Pensamientos de noviembre
No recuerdo si el curso pasado tuve valor para describir la primera clase. Ahora, con la distancia que aporta el tiempo, incluso resulta graciosa y se puede contar.
Tras unos días de adaptación dentro de las aulas con los niños y los tutores, esa mañana comenzaba la educación física del curso con un grupo de siete niños de entre nueve y doce años. Hasta el momento, lo que mi formación me ofrecía respecto a los niños con trastorno de espectro autista consistía en dos o tres vagas ideas sobre la importancia de las rutinas, la poca flexibilidad de su comportamiento, su asociación frecuente con el retraso mental, o las dificultades antes las novedades y las relaciones sociales.
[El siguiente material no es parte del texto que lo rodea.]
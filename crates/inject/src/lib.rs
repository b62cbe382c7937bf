//! Inline local fonts into stylesheets as base64 data URIs.
//!
//! The pipeline has three stages, each usable on its own:
//!
//! 1. **Scan** ([`list_files`]): walk files and directories for the wanted
//!    extensions.
//! 2. **Encode** ([`build_data_url_map`]): turn every font found into a CSS
//!    `url(data:...) format(...)` source, keyed by path.
//! 3. **Rewrite** ([`inject_base64`]): replace matching `src` entries of every
//!    `@font-face` rule and optionally save the stylesheets.
//!
//! Every stage has a blocking and an async form with identical results.

pub mod error;
mod inject;
mod map;
mod scan;

pub use crate::inject::{
    Failure, Injection, Options, inject_base64, inject_base64_async, inject_base64_from_buffer,
    inject_base64_from_buffer_async, inject_base64_from_content, inject_base64_from_content_async,
};
pub use crate::map::{MAX_ENCODE_CONCURRENCY, build_data_url_map, build_data_url_map_async};
pub use crate::scan::{list_files, list_files_async, list_files_stream};
pub use f2b_css::{MatchMode, RewriteResult, StrictEquality, Validator};
pub use f2b_fonts::DataUrlMap;

/// Stylesheet extensions scanned by default.
pub const DEFAULT_CSS_TYPES: [&str; 3] = [".css", ".scss", ".less"];

/// Maximum number of stylesheets rewritten at once by [`inject_base64_async`].
pub const MAX_REWRITE_CONCURRENCY: usize = 16;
Así, con una sesión preparada entre mares de dudas, acudí a buscar a los alumnos a clase, recogimos el material necesario y salimos al recreo. A partir de ese instante, mis fallos y sus consecuencias se sucedieron sin interrupción: desarrollar la sesión en un espacio abierto sin ninguna referencia, plantear el trabajo en un lugar que para ellos significaba “recreo”, ausencia de anticipadores, falta de rutinas, exceso de material, etc. El jefe de estudios, en actitud previsora e inteligente, nos acompañaba, así que le tocó recoger niños por el recreo para reagruparnos e intentar algo parecido a una sesión de educación física. Tras las persecuciones y los apuros variados, el tiempo marcó el final de la sesión y el comienzo de un lento aprendizaje.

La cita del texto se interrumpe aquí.